There are many parallel programming tools available that help the user parallelize her/his application

and then easily port it to a parallel machine. These machines can be shared-memory machines or a network

of workstations.

96.7 Research Issues

While it is clear that concurrency is a necessary technique for the solution of many problems, it also is clear

that progress must be made in order to ensure its effective application. That this is still a research issue

is clear whenever an operating system crashes due to system processes that interfere with each other or

we discover someone in our airplane seat due to concurrent access to the airlines database. This required

progress falls into three categories:

1. Theoretical advances must be made to develop formal techniques that scale to real-world appli-

cations. For example, process interference checkers exist, but operate essentially by checking all


possible interactions between processes to check for deadlock, etc. This approach rapidly develops

combinatorial explosion.

2. Design tools that provide development support for concurrent solutions. For example, debuggers

that capture the concurrent computation without overwhelming the user with information.

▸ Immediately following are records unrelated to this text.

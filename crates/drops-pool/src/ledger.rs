//! Token ledger: raw balances of the native unit and their weighted shares.
//!
//! Every balance-changing call recomputes the account's weighted shares and
//! returns the `(old, new)` pair so the caller can feed enrolled accounts'
//! changes to the dividend engine in the same state transition.

use std::collections::BTreeMap;

use drops_core::error::LedgerError;
use drops_core::traits::WeightingFunction;
use drops_core::types::Address;

/// One account's holding.
#[derive(Debug, Clone, Copy, Default, PartialEq, Eq)]
pub struct Holding {
    /// Native-unit balance.
    pub raw: u128,
    /// `weight(raw)` under the ledger's weighting function.
    pub shares: u128,
}

/// Old and new weighted shares of an account touched by a balance change.
#[derive(Debug, Clone, Copy, PartialEq, Eq)]
pub struct SharesMoved {
    pub old: u128,
    pub new: u128,
}

/// Balances and total supply of the native unit.
///
/// Accounts appear lazily on first credit. Accounts whose balance returns to
/// zero stay in the map so snapshots keep listing them.
#[derive(Debug, Clone, Default)]
pub struct TokenLedger {
    holdings: BTreeMap<Address, Holding>,
    total_supply: u128,
}

/// Ledger state of the accounts an operation is about to touch.
#[derive(Debug, Clone)]
pub struct LedgerCheckpoint {
    total_supply: u128,
    holdings: Vec<(Address, Option<Holding>)>,
}

impl TokenLedger {
    /// Create an empty ledger.
    pub fn new() -> Self {
        Self::default()
    }

    /// Native-unit balance of `address`.
    pub fn balance_of(&self, address: &Address) -> u128 {
        self.holding(address).raw
    }

    /// Weighted shares of `address`, whether or not it is enrolled.
    pub fn shares_of(&self, address: &Address) -> u128 {
        self.holding(address).shares
    }

    /// Holding of `address`; zero for unknown accounts.
    pub fn holding(&self, address: &Address) -> Holding {
        self.holdings.get(address).copied().unwrap_or_default()
    }

    /// Sum of all balances.
    pub fn total_supply(&self) -> u128 {
        self.total_supply
    }

    /// Every account the ledger has seen, in address order.
    pub fn accounts(&self) -> impl Iterator<Item = (&Address, &Holding)> {
        self.holdings.iter()
    }

    /// Create `amount` new units for `to`.
    pub fn mint<W: WeightingFunction + ?Sized>(
        &mut self,
        to: &Address,
        amount: u128,
        weighting: &W,
    ) -> Result<SharesMoved, LedgerError> {
        let supply = self
            .total_supply
            .checked_add(amount)
            .ok_or(LedgerError::ArithmeticOverflow)?;
        let moved = self.credit(to, amount, weighting)?;
        self.total_supply = supply;
        Ok(moved)
    }

    /// Move `amount` from `from` to `to`.
    ///
    /// Returns the share movements of `from` and `to`, in that order.
    /// Fails with [`LedgerError::InsufficientBalance`] without touching any
    /// balance when `from` holds less than `amount`.
    pub fn transfer<W: WeightingFunction + ?Sized>(
        &mut self,
        from: &Address,
        to: &Address,
        amount: u128,
        weighting: &W,
    ) -> Result<(SharesMoved, SharesMoved), LedgerError> {
        let have = self.balance_of(from);
        if have < amount {
            return Err(LedgerError::InsufficientBalance { have, need: amount });
        }
        if from == to {
            let shares = self.shares_of(from);
            let same = SharesMoved { old: shares, new: shares };
            return Ok((same, same));
        }
        // Cannot overflow: the recipient's balance plus `amount` is bounded
        // by the total supply.
        let debited = self.set_balance(from, have - amount, weighting);
        let credited = self.credit(to, amount, weighting)?;
        Ok((debited, credited))
    }

    fn credit<W: WeightingFunction + ?Sized>(
        &mut self,
        to: &Address,
        amount: u128,
        weighting: &W,
    ) -> Result<SharesMoved, LedgerError> {
        let balance = self
            .balance_of(to)
            .checked_add(amount)
            .ok_or(LedgerError::ArithmeticOverflow)?;
        Ok(self.set_balance(to, balance, weighting))
    }

    fn set_balance<W: WeightingFunction + ?Sized>(
        &mut self,
        address: &Address,
        raw: u128,
        weighting: &W,
    ) -> SharesMoved {
        let holding = self.holdings.entry(*address).or_default();
        let old = holding.shares;
        holding.raw = raw;
        holding.shares = weighting.weight(raw);
        SharesMoved { old, new: holding.shares }
    }

    /// Capture the holdings of `touched` for a later [`restore`](Self::restore).
    pub fn checkpoint(&self, touched: &[Address]) -> LedgerCheckpoint {
        LedgerCheckpoint {
            total_supply: self.total_supply,
            holdings: touched
                .iter()
                .map(|a| (*a, self.holdings.get(a).copied()))
                .collect(),
        }
    }

    /// Undo every change made to the checkpointed accounts.
    pub fn restore(&mut self, checkpoint: LedgerCheckpoint) {
        self.total_supply = checkpoint.total_supply;
        for (address, holding) in checkpoint.holdings.into_iter().rev() {
            match holding {
                Some(h) => {
                    self.holdings.insert(address, h);
                }
                None => {
                    self.holdings.remove(&address);
                }
            }
        }
    }
}

#[cfg(test)]
mod tests {
    use super::*;
    use crate::weighting::{LinearWeighting, SqrtWeighting};

    const ONE: u128 = 1_000_000_000_000_000_000;

    fn addr(seed: u8) -> Address {
        Address::repeat(seed)
    }

    #[test]
    fn unknown_account_is_zero() {
        let l = TokenLedger::new();
        assert_eq!(l.balance_of(&addr(1)), 0);
        assert_eq!(l.shares_of(&addr(1)), 0);
        assert_eq!(l.total_supply(), 0);
    }

    #[test]
    fn mint_credits_and_weights() {
        let mut l = TokenLedger::new();
        let moved = l.mint(&addr(1), 100 * ONE, &SqrtWeighting).unwrap();
        assert_eq!(moved, SharesMoved { old: 0, new: 10_000_000_000 });
        assert_eq!(l.balance_of(&addr(1)), 100 * ONE);
        assert_eq!(l.total_supply(), 100 * ONE);
    }

    #[test]
    fn mint_supply_overflow_leaves_state() {
        let mut l = TokenLedger::new();
        l.mint(&addr(1), u128::MAX, &LinearWeighting).unwrap();
        let err = l.mint(&addr(2), 1, &LinearWeighting).unwrap_err();
        assert_eq!(err, LedgerError::ArithmeticOverflow);
        assert_eq!(l.balance_of(&addr(2)), 0);
        assert_eq!(l.total_supply(), u128::MAX);
    }

    #[test]
    fn transfer_moves_balance_and_shares() {
        let mut l = TokenLedger::new();
        l.mint(&addr(1), 100 * ONE, &SqrtWeighting).unwrap();
        let (from, to) = l.transfer(&addr(1), &addr(2), ONE, &SqrtWeighting).unwrap();
        assert_eq!(from.old, 10_000_000_000);
        assert_eq!(from.new, (99 * ONE).isqrt());
        assert_eq!(to, SharesMoved { old: 0, new: 1_000_000_000 });
        assert_eq!(l.balance_of(&addr(1)), 99 * ONE);
        assert_eq!(l.balance_of(&addr(2)), ONE);
        assert_eq!(l.total_supply(), 100 * ONE);
    }

    #[test]
    fn transfer_insufficient_balance() {
        let mut l = TokenLedger::new();
        l.mint(&addr(1), 5, &LinearWeighting).unwrap();
        let err = l.transfer(&addr(1), &addr(2), 6, &LinearWeighting).unwrap_err();
        assert_eq!(err, LedgerError::InsufficientBalance { have: 5, need: 6 });
        assert_eq!(l.balance_of(&addr(1)), 5);
        assert_eq!(l.balance_of(&addr(2)), 0);
    }

    #[test]
    fn self_transfer_is_noop() {
        let mut l = TokenLedger::new();
        l.mint(&addr(1), 9, &SqrtWeighting).unwrap();
        let (a, b) = l.transfer(&addr(1), &addr(1), 4, &SqrtWeighting).unwrap();
        assert_eq!(a, SharesMoved { old: 3, new: 3 });
        assert_eq!(a, b);
        assert_eq!(l.balance_of(&addr(1)), 9);
    }

    #[test]
    fn emptied_account_is_still_listed() {
        let mut l = TokenLedger::new();
        l.mint(&addr(1), 4, &SqrtWeighting).unwrap();
        l.transfer(&addr(1), &addr(2), 4, &SqrtWeighting).unwrap();
        let listed: Vec<Address> = l.accounts().map(|(a, _)| *a).collect();
        assert_eq!(listed, vec![addr(1), addr(2)]);
        assert_eq!(l.shares_of(&addr(1)), 0);
    }

    #[test]
    fn restore_undoes_transfer() {
        let mut l = TokenLedger::new();
        l.mint(&addr(1), 100, &SqrtWeighting).unwrap();
        let cp = l.checkpoint(&[addr(1), addr(2)]);
        l.transfer(&addr(1), &addr(2), 36, &SqrtWeighting).unwrap();
        l.restore(cp);
        assert_eq!(l.holding(&addr(1)), Holding { raw: 100, shares: 10 });
        assert_eq!(l.accounts().count(), 1);
        assert_eq!(l.total_supply(), 100);
    }

    #[test]
    fn restore_undoes_mint() {
        let mut l = TokenLedger::new();
        let cp = l.checkpoint(&[addr(7)]);
        l.mint(&addr(7), 49, &SqrtWeighting).unwrap();
        l.restore(cp);
        assert_eq!(l.total_supply(), 0);
        assert_eq!(l.accounts().count(), 0);
    }
}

3. Languages with powerful structures to support the correct application of concurrency. For example,

the development of concurrent object-oriented languages appears straight-forward: simply allow

each object to run concurrently because each object is logically autonomous. However, there are a

number of issues that need resolution, including:

a. Not all objects need to run concurrently because the majority of computation will still be

sequential (thereby incurring no scheduler overhead).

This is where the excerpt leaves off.